CHARLES MURRAY’S “FACING REALITY”

All other things being equal – which they’re not, but if they were, then – the better-looking people would get their first choice of mates, and they’d probably choose the better-looking ones.

By ‘better-looking’ here I mean something we’re told is going on in the back of our heads. That is, our reptilian brains have been naturally selected for picking up on the correlation of between phenotype and genotype. And what correlation are they looking for? Probably viability of offspring.

Of course very early in our history human breeders of animals picked up on this. But they also had particular tasks in mind they wanted their animals to perform, and hence particular traits associated with those tasks. Not exactly rocket science, right?

Well, human beings are animals. So neither would it have been rocket science to figure out how to breed people for certain desirable traits. Why else would some women seeking artificial insemination inquire after the intelligence of the donor?

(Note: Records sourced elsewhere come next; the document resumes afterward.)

use crate::classifier::AccessorPlan;
use crate::context::CodegenContext;
use crate::inflector;
use entitygen_parser::ast::{Import, TypeSpec};
use serde::{Deserialize, Serialize};

/// Rendered once per generation; write-once artifact
#[derive(Debug, Clone, PartialEq, Serialize, Deserialize)]
pub struct GeneratedClass {
    pub name: String,
    pub namespace: String,
    pub base_type_ref: String,
    pub interface_ref: String,
    pub imports: Vec<Import>,
    pub accessors: Vec<AccessorPlan>,
}

/// Render the generated source for a class. Deterministic: the output is
/// fully determined by the accessor plans and the import list.
pub fn render(class: &GeneratedClass) -> String {
    let mut ctx = CodegenContext::new();

    render_header(class, &mut ctx);
    render_imports(class, &mut ctx);
    render_struct(class, &mut ctx);
    render_impl(class, &mut ctx);

    ctx.into_output()
}

fn render_header(class: &GeneratedClass, ctx: &mut CodegenContext) {
    ctx.add_line("//! Generated by entitygen. Do not edit.");
    ctx.add_line("//!");
    ctx.add_line(&format!("//! Namespace: {}", class.namespace));
    ctx.add_line(&format!("//! Extends: {}", class.base_type_ref));
    ctx.add_line(&format!("//! Implements: {}", class.interface_ref));
    ctx.blank_line();
}

fn render_imports(class: &GeneratedClass, ctx: &mut CodegenContext) {
    for import in &class.imports {
        let path = import.path.replace('.', "::");
        match &import.alias {
            Some(alias) => ctx.add_line(&format!("use {} as {};", path, alias)),
            None => ctx.add_line(&format!("use {};", path)),
        }
    }

    // Runtime prelude for the accessor bodies
    ctx.add_line("use entitygen_store::StoreResult;");
    ctx.add_line("use indexmap::IndexMap;");
    ctx.add_line("use serde_json::Value;");
    ctx.blank_line();
}

fn render_struct(class: &GeneratedClass, ctx: &mut CodegenContext) {
    ctx.add_line(&format!("/// Class {}", class.name));
    ctx.add_line("///");
    ctx.add_line("/// Data holder for `EntityInterface`, backed by a lock-aware keyed store.");
    ctx.add_line("#[derive(Debug, Clone, Default)]");
    ctx.add_line(&format!("pub struct {} {{", class.name));
    ctx.indent();
    ctx.add_line("store: EntityStore,");
    ctx.dedent();
    ctx.add_line("}");
    ctx.blank_line();
}

fn render_impl(class: &GeneratedClass, ctx: &mut CodegenContext) {
    ctx.add_line("#[allow(non_snake_case)]");
    ctx.add_line(&format!("impl {} {{", class.name));
    ctx.indent();

    ctx.add_line("pub fn new() -> Self {");
    ctx.indent();
    ctx.add_line("Self::default()");
    ctx.dedent();
    ctx.add_line("}");

    for plan in &class.accessors {
        match plan {
            AccessorPlan::Setter { attribute, param } => {
                ctx.blank_line();
                render_setter(attribute, param, ctx);
            }
            AccessorPlan::Getter {
                attribute,
                return_type,
            } => {
                ctx.blank_line();
                render_getter(attribute, return_type, ctx);
            }
            // Excluded from the generated surface, not an error
            AccessorPlan::Unsupported => {}
        }
    }

    render_store_surface(ctx);

    ctx.dedent();
    ctx.add_line("}");
}

fn render_setter(attribute: &str, param: &TypeSpec, ctx: &mut CodegenContext) {
    let suffix = inflector::to_suffix(attribute);
    let key = inflector::to_storage_key(attribute);
    let param_name = inflector::to_param_name(attribute);

    ctx.add_line(&format!(
        "/// Sets `{}` (`{}`). Fluent.",
        key,
        display_type(param)
    ));
    ctx.add_line(&format!(
        "pub fn set{}(&mut self, {}: {}) -> StoreResult<&mut Self> {{",
        suffix,
        param_name,
        rust_type(param)
    ));
    ctx.indent();
    ctx.add_line(&format!(
        "self.store.set(\"{}\", Value::from({}))?;",
        key, param_name
    ));
    ctx.add_line("Ok(self)");
    ctx.dedent();
    ctx.add_line("}");
}

fn render_getter(attribute: &str, return_type: &TypeSpec, ctx: &mut CodegenContext) {
    let suffix = inflector::to_suffix(attribute);
    let key = inflector::to_storage_key(attribute);

    if return_type.nullable {
        ctx.add_line(&format!(
            "/// Returns `{}` (`{}`), or `None` when unset.",
            key,
            display_type(return_type)
        ));
        ctx.add_line(&format!(
            "pub fn get{}(&self) -> StoreResult<Option<Value>> {{",
            suffix
        ));
        ctx.indent();
        ctx.add_line(&format!("if !self.store.exists(\"{}\") {{", key));
        ctx.indent();
        ctx.add_line("return Ok(None);");
        ctx.dedent();
        ctx.add_line("}");
        ctx.add_line(&format!("Ok(Some(self.store.get(\"{}\")?.clone()))", key));
        ctx.dedent();
        ctx.add_line("}");
    } else {
        ctx.add_line(&format!(
            "/// Returns `{}` (`{}`).",
            key,
            display_type(return_type)
        ));
        ctx.add_line(&format!(
            "pub fn get{}(&self) -> StoreResult<Value> {{",
            suffix
        ));
        ctx.indent();
        ctx.add_line(&format!("Ok(self.store.get(\"{}\")?.clone())", key));
        ctx.dedent();
        ctx.add_line("}");
    }
}

fn render_store_surface(ctx: &mut CodegenContext) {
    ctx.blank_line();
    ctx.add_line("// Keyed store surface");
    ctx.blank_line();
    ctx.add_line("pub fn set(&mut self, name: &str, value: impl Into<Value>) -> StoreResult<&mut Self> {");
    ctx.indent();
    ctx.add_line("self.store.set(name, value)?;");
    ctx.add_line("Ok(self)");
    ctx.dedent();
    ctx.add_line("}");
    ctx.blank_line();
    ctx.add_line("pub fn get(&self, name: &str) -> StoreResult<&Value> {");
    ctx.indent();
    ctx.add_line("self.store.get(name)");
    ctx.dedent();
    ctx.add_line("}");
    ctx.blank_line();
    ctx.add_line("pub fn remove(&mut self, name: &str) -> StoreResult<Value> {");
    ctx.indent();
    ctx.add_line("self.store.remove(name)");
    ctx.dedent();
    ctx.add_line("}");
    ctx.blank_line();
    ctx.add_line("pub fn exists(&self, name: &str) -> bool {");
    ctx.indent();
    ctx.add_line("self.store.exists(name)");
    ctx.dedent();
    ctx.add_line("}");
    ctx.blank_line();
    ctx.add_line("pub fn getAll(&self) -> IndexMap<String, Value> {");
    ctx.indent();
    ctx.add_line("self.store.get_all()");
    ctx.dedent();
    ctx.add_line("}");
}

/// Runtime type for a declared type: scalars map to native types, named
/// and untyped declarations are held as raw values.
fn rust_type(type_spec: &TypeSpec) -> String {
    let base = match type_spec.type_name.as_str() {
        "int" => "i64",
        "float" => "f64",
        "string" => "String",
        "bool" => "bool",
        _ => "Value",
    };

    if type_spec.nullable {
        format!("Option<{}>", base)
    } else {
        base.to_string()
    }
}

/// Declared type as written in the interface, for doc comments
fn display_type(type_spec: &TypeSpec) -> String {
    let name = if type_spec.type_name.is_empty() {
        "mixed"
    } else {
        type_spec.type_name.as_str()
    };

    if type_spec.nullable {
        format!("?{}", name)
    } else {
        name.to_string()
    }
}

#[cfg(test)]
mod tests {
    use super::*;
    use entitygen_parser::ast::Span;

    fn import(path: &str, alias: Option<&str>) -> Import {
        Import {
            path: path.to_string(),
            alias: alias.map(|a| a.to_string()),
            span: Span::new(0, 0),
        }
    }

    fn person_class() -> GeneratedClass {
        GeneratedClass {
            name: "Person".to_string(),
            namespace: "test.entities".to_string(),
            base_type_ref: "entitygen_store.EntityStore".to_string(),
            interface_ref: "test.interfaces.PersonInterface".to_string(),
            imports: vec![
                import("fixtures.ObjectCollection", Some("Collection")),
                import("entitygen_store.EntityStore", None),
                import("test.interfaces.PersonInterface", Some("EntityInterface")),
            ],
            accessors: vec![
                AccessorPlan::Setter {
                    attribute: "Id".to_string(),
                    param: TypeSpec::named("int"),
                },
                AccessorPlan::Getter {
                    attribute: "Id".to_string(),
                    return_type: TypeSpec::nullable("int"),
                },
                AccessorPlan::Setter {
                    attribute: "LastName".to_string(),
                    param: TypeSpec::named("string"),
                },
                AccessorPlan::Unsupported,
            ],
        }
    }

    #[test]
    fn test_render_struct_and_header() {
        let output = render(&person_class());

        println!("Generated source:\n{}", output);

        assert!(output.contains("//! Namespace: test.entities"));
        assert!(output.contains("//! Extends: entitygen_store.EntityStore"));
        assert!(output.contains("//! Implements: test.interfaces.PersonInterface"));
        assert!(output.contains("pub struct Person {"));
        assert!(output.contains("store: EntityStore,"));
    }

    #[test]
    fn test_render_imports_with_alias() {
        let output = render(&person_class());

        assert!(output.contains("use fixtures::ObjectCollection as Collection;"));
        assert!(output.contains("use entitygen_store::EntityStore;"));
        assert!(output.contains("use test::interfaces::PersonInterface as EntityInterface;"));
    }

    #[test]
    fn test_render_typed_setter() {
        let output = render(&person_class());

        assert!(output.contains("pub fn setId(&mut self, id: i64) -> StoreResult<&mut Self> {"));
        assert!(output.contains("self.store.set(\"id\", Value::from(id))?;"));
        assert!(output.contains("Ok(self)"));
    }

    #[test]
    fn test_render_snake_case_storage_key() {
        let output = render(&person_class());

        assert!(output.contains("pub fn setLastName(&mut self, lastName: String)"));
        assert!(output.contains("self.store.set(\"last_name\", Value::from(lastName))?;"));
    }

    #[test]
    fn test_render_nullable_getter_maps_absent_to_none() {
        let output = render(&person_class());

        assert!(output.contains("pub fn getId(&self) -> StoreResult<Option<Value>> {"));
        assert!(output.contains("if !self.store.exists(\"id\") {"));
        assert!(output.contains("return Ok(None);"));
    }

    #[test]
    fn test_render_non_nullable_getter() {
        let class = GeneratedClass {
            accessors: vec![AccessorPlan::Getter {
                attribute: "Age".to_string(),
                return_type: TypeSpec::named("int"),
            }],
            ..person_class()
        };
        let output = render(&class);

        assert!(output.contains("pub fn getAge(&self) -> StoreResult<Value> {"));
        assert!(!output.contains("Option<Value>"));
    }

    #[test]
    fn test_unsupported_plan_is_not_rendered() {
        let output = render(&person_class());

        // The multi-param method contributes nothing
        assert_eq!(output.matches("pub fn set").count(), 3); // setId, setLastName, set
    }

    #[test]
    fn test_render_store_surface() {
        let output = render(&person_class());

        assert!(output.contains("pub fn getAll(&self) -> IndexMap<String, Value> {"));
        assert!(output.contains("pub fn exists(&self, name: &str) -> bool {"));
        assert!(output.contains("pub fn remove(&mut self, name: &str) -> StoreResult<Value> {"));
    }

    #[test]
    fn test_nullable_setter_param() {
        let class = GeneratedClass {
            accessors: vec![AccessorPlan::Setter {
                attribute: "Nick".to_string(),
                param: TypeSpec::nullable("string"),
            }],
            ..person_class()
        };
        let output = render(&class);

        assert!(output.contains("pub fn setNick(&mut self, nick: Option<String>)"));
    }

    #[test]
    fn test_render_is_deterministic() {
        let class = person_class();
        assert_eq!(render(&class), render(&class));
    }
}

So didn’t the slave-owner likewise have particular traits in mind when he sent a pair of his stock to the breeding shed? If all you want is a strong back and a biddable disposition, breeding for intelligence is counter-indicated. So it should come as no surprise that in his latest book, Facing Reality, Charles Murray has been looking at some of the data suggesting that African Americans may be less intelligent than white and Asian Americans.

Certainly Jews select for intellect, not looks. What else could explain Woody Allen? Or me, for that matter?

Is this racist? Oh hell, go big or go home! So wuddya say? Shall we resurrect Nazi eugenics and reproductive Apartheid?

Some people say, let science do science, and let the chips fall where they may. Others say we should be looking at where those chips might fall before we do the science. I don’t think we can have it both, i.e. let science do science and then suppress the results we don’t like. Inconvenient truths leak as readily as convenient ones. So it really is an either-or. Tough call sometimes, isn’t it?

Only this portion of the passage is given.